Field Tactical Suite proven on Lattice C2, NATO coalition stack, and unfamiliar partner hardware in three independent field tests

PRINCETON, N.J. — July 16, 2026 — Latent AI, a leader in delivering mission-critical intelligence at the tactical edge, today announced that its Field Tactical Suite (FTS) has cleared all four qualification gates in the U.S. Army’s Operation Jailbreak, earning a place on the U.S. Army API Marketplace and a path to a future sprint.

In the same period, FTS was independently validated in two additional field exercises: a NATO counter-UAS event with the Swedish Navy, and autonomous detection and tracking on unfamiliar partner hardware at Joint Interagency Field Experimentation (JIFX) 26-3. The three exercises tested FTS across different dimensions of readiness: command-and-control (C2) integration with the Army’s ecosystem and qualification gates, counter-UAS (C-UAS) interoperability inside a multinational coalition stack, and hardware-portable drone autonomy on unfamiliar partner hardware, all under live operational conditions

FTS is Latent AI’s edge-native AI deployment and adaptation suite.

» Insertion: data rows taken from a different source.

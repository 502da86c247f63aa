//! Parallel bank of modal filters forming one timbre.
//!
//! Every mode sees the same input. The bank tags each slot as harmonic
//! (integer multiples of the fundamental, like strings and tubes) or
//! inharmonic (golden-ratio spacing, like bars, plates and bells) and
//! sums the ringing modes with equal-power scaling.
//!
//! # Tuning
//!
//! Harmonic and inharmonic slots are counted separately. With a
//! fundamental `f`, the k-th harmonic slot (1-based) rings at `k * f` and
//! the k-th inharmonic slot at `f * φ^k`:
//!
//! ```text
//! kinds:  H    H    H    H    I     I     I     I
//! freqs:  f    2f   3f   4f   fφ    fφ²   fφ³   fφ⁴
//! ```
//!
//! # Headroom
//!
//! The sum is scaled by `1/√N`. On top of that, `prepare` bounds each
//! mode's impulse peak analytically and, if a unit impulse striking every
//! mode in phase could still exceed full scale, pulls the whole bank down
//! just far enough. With ordinary decay times the guard stays at 1.0.

use crate::dsp::modal::ModalFilter;

pub const MAX_MODES: usize = 8;
pub const GOLDEN_RATIO: f32 = 1.618_033_988_749_895;
/// Modes quieter than this are left out of the sum.
pub const SILENT_MODE_THRESHOLD: f32 = 1.0e-3;
/// Worst-case peak the headroom guard aims for.
const HEADROOM_TARGET: f32 = 0.999;

#[cfg_attr(feature = "serde", derive(serde::Serialize, serde::Deserialize))]
#[derive(Debug, Clone, Copy, PartialEq, Eq)]
pub enum ModeKind {
    /// Frequency = fundamental × k.
    Harmonic,
    /// Frequency = fundamental × φ^k.
    Inharmonic,
}

#[derive(Debug, Clone)]
pub struct ResonatorBank {
    modes: [ModalFilter; MAX_MODES],
    kinds: [ModeKind; MAX_MODES],
    /// Per-mode output weight: amplitude × 1/√N × headroom, 0 for silent modes.
    mix: [f32; MAX_MODES],
    active: usize,
    pending_active: usize,
    sample_rate: f32,
    headroom: f32,
}

impl Default for ResonatorBank {
    fn default() -> Self {
        Self::new()
    }
}

impl ResonatorBank {
    /// Eight modes: four harmonic followed by four inharmonic.
    pub fn new() -> Self {
        let mut bank = Self {
            modes: std::array::from_fn(|_| ModalFilter::new()),
            kinds: [ModeKind::Harmonic; MAX_MODES],
            mix: [0.0; MAX_MODES],
            active: MAX_MODES,
            pending_active: MAX_MODES,
            sample_rate: 0.0,
            headroom: 1.0,
        };
        bank.set_harmonic_count(MAX_MODES / 2);
        bank
    }

    /// Recompute every mode's coefficients and apply a pending mode count.
    pub fn prepare(&mut self, sample_rate: f32) {
        self.sample_rate = sample_rate;
        self.active = self.pending_active;
        for mode in &mut self.modes {
            mode.prepare(sample_rate);
        }
        self.refresh_mix();
    }

    /// Number of modes summed from the next `prepare` on.
    pub fn set_active_mode_count(&mut self, count: usize) {
        self.pending_active = count.clamp(1, MAX_MODES);
    }

    pub fn active_mode_count(&self) -> usize {
        self.active
    }

    pub fn set_mode_kind(&mut self, index: usize, kind: ModeKind) {
        if let Some(slot) = self.kinds.get_mut(index) {
            *slot = kind;
        }
    }

    /// First `count` slots harmonic, the rest inharmonic.
    pub fn set_harmonic_count(&mut self, count: usize) {
        for (i, kind) in self.kinds.iter_mut().enumerate() {
            *kind = if i < count {
                ModeKind::Harmonic
            } else {
                ModeKind::Inharmonic
            };
        }
    }

    pub fn set_mode_frequency(&mut self, index: usize, hz: f32) {
        if let Some(mode) = self.modes.get_mut(index) {
            mode.configure(hz, mode.decay_ms(), self.sample_rate);
            self.refresh_mix();
        }
    }

    pub fn set_mode_decay(&mut self, index: usize, decay_ms: f32, sample_rate: f32) {
        if let Some(mode) = self.modes.get_mut(index) {
            self.sample_rate = sample_rate;
            mode.set_decay(decay_ms, sample_rate);
            self.refresh_mix();
        }
    }

    pub fn set_mode_amplitude(&mut self, index: usize, amplitude: f32) {
        if let Some(mode) = self.modes.get_mut(index) {
            mode.set_amplitude(amplitude);
            self.refresh_mix();
        }
    }

    /// Retune every slot from `fundamental` according to its kind.
    pub fn tune(&mut self, fundamental: f32) {
        let mut harmonic = 0;
        let mut inharmonic = 0;

        for (mode, kind) in self.modes.iter_mut().zip(&self.kinds) {
            let hz = match kind {
                ModeKind::Harmonic => {
                    harmonic += 1;
                    fundamental * harmonic as f32
                }
                ModeKind::Inharmonic => {
                    inharmonic += 1;
                    fundamental * GOLDEN_RATIO.powi(inharmonic)
                }
            };
            mode.configure(hz, mode.decay_ms(), self.sample_rate);
        }

        self.refresh_mix();
    }

    /// Set per-mode decay and amplitude from a base decay, a decay tilt and
    /// an amplitude rolloff. Mode k (1-based) gets `decay * k^-tilt` and
    /// amplitude `k^-rolloff`.
    pub fn shape(&mut self, decay_ms: f32, tilt: f32, rolloff: f32) {
        for (i, mode) in self.modes.iter_mut().enumerate() {
            let k = (i + 1) as f32;
            mode.set_decay(decay_ms * k.powf(-tilt), self.sample_rate);
            mode.set_amplitude(k.powf(-rolloff));
        }
        self.refresh_mix();
    }

    #[inline]
    pub fn process_sample(&mut self, x: f32) -> f32 {
        let mut sum = 0.0;
        for (mode, &gain) in self.modes[..self.active].iter_mut().zip(&self.mix) {
            let y = mode.process_sample(x);
            if gain > 0.0 {
                sum += gain * y;
            }
        }
        sum
    }

    pub fn reset(&mut self) {
        for mode in &mut self.modes {
            mode.reset();
        }
    }

    /// The modes currently summed.
    pub fn modes(&self) -> &[ModalFilter] {
        &self.modes[..self.active]
    }

    pub fn mode(&self, index: usize) -> Option<&ModalFilter> {
        self.modes.get(index)
    }

    pub fn kind(&self, index: usize) -> Option<ModeKind> {
        self.kinds.get(index).copied()
    }

    /// Extra attenuation applied by the worst-case guard (1.0 = none).
    pub fn headroom(&self) -> f32 {
        self.headroom
    }

    fn refresh_mix(&mut self) {
        let norm = 1.0 / (self.active as f32).sqrt();

        let mut weights = [0.0f32; MAX_MODES];
        let mut worst = 0.0f32;
        for (i, mode) in self.modes[..self.active].iter().enumerate() {
            let amplitude = mode.amplitude();
            if amplitude >= SILENT_MODE_THRESHOLD {
                weights[i] = amplitude;
                worst += amplitude * mode.coefficients().impulse_peak_bound();
            }
        }

        let worst = worst * norm;
        self.headroom = if worst > HEADROOM_TARGET {
            HEADROOM_TARGET / worst
        } else {
            1.0
        };

        for (mix, weight) in self.mix.iter_mut().zip(weights) {
            *mix = weight * norm * self.headroom;
        }
    }
}
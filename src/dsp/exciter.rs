use crate::dsp::{envelope::Envelope, filter::OnePole, noise::NoiseSource};

/*
Exciter
=======

Something has to set the modes ringing. In a real instrument that is a
mallet, a pick, a bow; here it is a short burst of filtered noise.

    noise ──► one-pole LP (color) ──► × envelope ──► × velocity ──► out

  color      Lowpass cutoff in Hz. A dark exciter (a few hundred Hz) only
             wakes the low modes, a bright one (several kHz) excites the
             whole bank and sounds harder.

  envelope   Linear ADSR. With sustain at zero the exciter is a one-shot
             burst; with sustain above zero it keeps driving the body while
             the key is held.

  velocity   Peak amplitude. The noise sequence restarts on every note-on,
             so two notes struck with the same velocity and color excite
             the body identically, and a harder strike always carries
             more energy.
*/

pub const DEFAULT_COLOR_HZ: f32 = 4_000.0;

#[derive(Debug, Clone)]
pub struct Exciter {
    envelope: Envelope,
    noise: NoiseSource,
    color: OnePole,
    velocity: f32,
}

impl Default for Exciter {
    fn default() -> Self {
        Self::new()
    }
}

impl Exciter {
    pub fn new() -> Self {
        Self {
            envelope: Envelope::new(),
            noise: NoiseSource::default(),
            color: OnePole::lowpass(DEFAULT_COLOR_HZ),
            velocity: 0.0,
        }
    }

    pub fn prepare(&mut self, sample_rate: f32) {
        self.envelope.prepare(sample_rate);
        self.color.prepare(sample_rate);
    }

    /// Start a new excitation. `velocity` is clamped to [0, 1].
    pub fn note_on(&mut self, velocity: f32) {
        self.velocity = if velocity.is_nan() {
            0.0
        } else {
            velocity.clamp(0.0, 1.0)
        };
        self.noise.restart();
        self.color.reset();
        self.envelope.note_on();
    }

    pub fn note_off(&mut self) {
        self.envelope.note_off();
    }

    /// Release with the release time multiplied by `scale`.
    pub fn note_off_scaled(&mut self, scale: f32) {
        self.envelope.note_off_scaled(scale);
    }

    pub fn set_color(&mut self, cutoff_hz: f32) {
        self.color.set_cutoff(cutoff_hz);
    }

    pub fn set_attack_ms(&mut self, ms: f32) {
        self.envelope.set_attack(ms / 1000.0);
    }

    pub fn set_decay_ms(&mut self, ms: f32) {
        self.envelope.set_decay(ms / 1000.0);
    }

    pub fn set_sustain(&mut self, level: f32) {
        self.envelope.set_sustain(level);
    }

    pub fn set_release_ms(&mut self, ms: f32) {
        self.envelope.set_release(ms / 1000.0);
    }

    #[inline]
    pub fn process_sample(&mut self) -> f32 {
        if !self.envelope.is_active() {
            return 0.0;
        }

        let level = self.envelope.next_sample();
        let colored = self.color.process(self.noise.next_sample());
        colored * level * self.velocity
    }

    pub fn render(&mut self, buffer: &mut [f32]) {
        for sample in buffer.iter_mut() {
            *sample = self.process_sample();
        }
    }

    pub fn is_active(&self) -> bool {
        self.envelope.is_active()
    }

    /// Current envelope level, before velocity.
    pub fn level(&self) -> f32 {
        self.envelope.level()
    }

    pub fn reset(&mut self) {
        self.envelope.reset();
        self.color.reset();
        self.velocity = 0.0;
    }
}

#[cfg(test)]
mod tests {
    use super::*;
    use crate::dsp::envelope::EnvelopeState;

    const SAMPLE_RATE: f32 = 48_000.0;

    fn exciter() -> Exciter {
        let mut exciter = Exciter::new();
        exciter.prepare(SAMPLE_RATE);
        exciter
    }

    fn energy(buffer: &[f32]) -> f32 {
        buffer.iter().map(|x| x * x).sum()
    }

    #[test]
    fn attack_never_dips() {
        let mut exciter = exciter();
        exciter.set_attack_ms(10.0);
        exciter.note_on(1.0);

        let mut previous = 0.0;
        let mut steps = 0;
        while exciter.envelope.state() == EnvelopeState::Attack && steps < 1_000 {
            exciter.process_sample();
            let level = exciter.level();
            assert!(level >= previous);
            previous = level;
            steps += 1;
        }
        assert!(previous > 0.99, "attack should reach full level, got {previous}");
    }

    #[test]
    fn silent_once_released() {
        let mut exciter = exciter();
        exciter.set_sustain(0.8);
        exciter.set_release_ms(20.0);
        exciter.note_on(1.0);

        let mut buffer = vec![0.0; 2_400];
        exciter.render(&mut buffer);
        assert!(energy(&buffer) > 0.0);

        exciter.note_off();
        let mut release = vec![0.0; 1_200];
        exciter.render(&mut release);

        let mut after = vec![0.0; 480];
        exciter.render(&mut after);
        assert!(!exciter.is_active());
        assert!(after.iter().all(|&x| x == 0.0));
    }

    #[test]
    fn harder_strikes_carry_more_energy() {
        let mut previous = 0.0;
        for velocity in [0.1, 0.25, 0.5, 0.75, 1.0] {
            let mut exciter = exciter();
            exciter.note_on(velocity);
            let mut buffer = vec![0.0; 4_800];
            exciter.render(&mut buffer);

            let e = energy(&buffer);
            assert!(e > previous, "velocity {velocity} gave {e}, not above {previous}");
            previous = e;
        }
    }

    #[test]
    fn equal_settings_give_identical_bursts() {
        let mut exciter = exciter();
        exciter.note_on(0.7);
        let mut first = vec![0.0; 1_024];
        exciter.render(&mut first);

        exciter.note_on(0.7);
        let mut second = vec![0.0; 1_024];
        exciter.render(&mut second);

        assert_eq!(first, second);
    }

    #[test]
    fn brighter_color_has_more_high_frequency_energy() {
        let high_frequency_energy = |color: f32| {
            let mut exciter = exciter();
            exciter.set_sustain(1.0);
            exciter.set_color(color);
            exciter.note_on(1.0);
            let mut buffer = vec![0.0; 4_800];
            exciter.render(&mut buffer);
            // First difference emphasises the top of the spectrum.
            buffer.windows(2).map(|w| (w[1] - w[0]).powi(2)).sum::<f32>()
        };

        assert!(high_frequency_energy(12_000.0) > 2.0 * high_frequency_energy(500.0));
    }

    #[test]
    fn zero_velocity_is_silent() {
        let mut exciter = exciter();
        exciter.note_on(0.0);
        let mut buffer = vec![0.0; 512];
        exciter.render(&mut buffer);
        assert_eq!(energy(&buffer), 0.0);
    }
}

It enables teams to push, swap, and adapt AI models in the field across any edge compute hardware, without cloud connectivity, a return to the lab, or on-site ML expertise.

U.S. Army Operation Jailbreak: Command-and-Control Interoperability

Operation Jailbreak, launched in May 2026 at Fort Carson, Colorado, is the Army’s flagship sprint for integrating emerging technologies into C2 environments, with Anduril’s Lattice for Air Defense serving as the primary landing zone in support of the Integrated Battle Command System-Maneuver (IBCS-M). Clearing its gates means a vendor has exposed open APIs and proven interoperability with the Army’s C2 ecosystem, the bar the Army uses to assess readiness for wider fielding.

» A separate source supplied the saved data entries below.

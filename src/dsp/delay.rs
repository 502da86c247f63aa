/// Circular delay buffer.
///
/// Storage is allocated by [`DelayLine::allocate`], which belongs in
/// `prepare`; reading and writing never allocate. An unallocated line reads
/// silence and drops writes.
#[derive(Debug, Clone, Default)]
pub struct DelayLine {
    buffer: Vec<f32>,
    write_pos: usize,
}

impl DelayLine {
    pub fn new() -> Self {
        Self::default()
    }

    /// Resize to `capacity` samples and clear. Keeps the existing buffer when
    /// the size is unchanged.
    pub fn allocate(&mut self, capacity: usize) {
        let capacity = capacity.max(2);
        if self.buffer.len() == capacity {
            self.reset();
        } else {
            self.buffer = vec![0.0; capacity];
            self.write_pos = 0;
        }
    }

    pub fn capacity(&self) -> usize {
        self.buffer.len()
    }

    /// The sample written `delay_samples` writes ago, clamped to the capacity.
    #[inline]
    pub fn read(&self, delay_samples: usize) -> f32 {
        let capacity = self.buffer.len();
        if capacity == 0 {
            return 0.0;
        }

        let delay_samples = delay_samples.clamp(1, capacity - 1);
        let read_pos = (self.write_pos + capacity - delay_samples) % capacity;
        self.buffer[read_pos]
    }

    #[inline]
    pub fn write(&mut self, sample: f32) {
        let capacity = self.buffer.len();
        if capacity == 0 {
            return;
        }

        self.buffer[self.write_pos] = sample;
        self.write_pos = (self.write_pos + 1) % capacity;
    }

    pub fn reset(&mut self) {
        self.buffer.fill(0.0);
        self.write_pos = 0;
    }
}
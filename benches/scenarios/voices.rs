//! Benchmarks for complete voice chains.
//!
//! exciter → feedback → resonator bank → stereo accumulate, for a struck
//! and a bowed setting.

use std::hint::black_box;

use criterion::{BenchmarkId, Criterion};
use resona::synth::{Voice, VoiceParams};

use crate::{BLOCK_SIZES, SAMPLE_RATE};

fn voice(params: VoiceParams) -> Voice {
    let mut voice = Voice::new();
    voice.prepare(SAMPLE_RATE);
    voice.apply_params(&params);
    voice.note_on(45, 0.9, 1); // A2
    voice
}

pub fn bench_voices(c: &mut Criterion) {
    let mut group = c.benchmark_group("scenarios/voices");

    for &size in BLOCK_SIZES {
        let mut left = vec![0.0f32; size];
        let mut right = vec![0.0f32; size];

        // === STRUCK ===
        // Default mallet: short burst, eight modes ringing.
        let mut struck = voice(VoiceParams::default());
        group.bench_with_input(BenchmarkId::new("struck", size), &size, |b, _| {
            b.iter(|| {
                let mut outputs: [&mut [f32]; 2] = [&mut left, &mut right];
                struck.process(black_box(&mut outputs), 0, size);
                struck.end_block();
            })
        });

        // === BOWED ===
        // Sustained exciter, tracking feedback at its ceiling.
        let mut bowed = voice(VoiceParams {
            exciter_sustain: 0.7,
            feedback_amount: 0.95,
            feedback_tracking: true,
            saturation_drive: 5.0,
            ..VoiceParams::default()
        });
        group.bench_with_input(BenchmarkId::new("bowed", size), &size, |b, _| {
            b.iter(|| {
                let mut outputs: [&mut [f32]; 2] = [&mut left, &mut right];
                bowed.process(black_box(&mut outputs), 0, size);
                bowed.end_block();
            })
        });
    }

    group.finish();
}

FTS integrated directly with Lattice, retraining models on new target signatures in the field and swapping the updated model into active service on operator command, without a cloud round-trip or a redeployment cycle. Read the full field account →

NATO Exercise with the Swedish Navy: Coalition Counter-UAS

FTS was deployed as the detection and tracking layer in a NATO SOFCOM counter-UAS event hosted by the Swedish Navy, integrated with the Trakka TC-300 sensor system, SeaCross C2, and NVIDIA edge compute hardware (a multi-vendor hardware and software stack Latent AI had not previously worked with) assembled under real weather conditions with a 48-hour integration timeline.

FTS ran UAS detection and tracking models across this unfamiliar coalition stack, serving as the AI layer bridging sensors, compute, and C2 from different vendors. In C-UAS, the detection layer is foundational: nothing downstream — tracking, classification, cueing — functions if the system can’t first see the threat. The exercise validated that FTS can plug into an unfamiliar multinational stack and be operationally integrated on a mission timeline, not a lab schedule.

JIFX 26-3: Drone Autonomy on Partner Hardware

At JIFX 26-3, the Naval Postgraduate School’s quarterly field experimentation event in Monterey, California, Latent AI ran a live integration test with Ceptor, field-testing FTS autonomous detection and tracking on Ceptor’s hardware, including a 13MP camera sensor running on the AR2020 processor, configurations the system had not been trained against. The model performed across real flight paths, varied terrain, and changing light conditions, providing the uncontrolled variables that a lab environment can’t replicate. The exercise produced a substantial dataset of operationally representative footage and validated that FTS detection capability holds up outside the conditions under which it was built. See the JIFX-to-Sweden Field Notes account here for the full narrative.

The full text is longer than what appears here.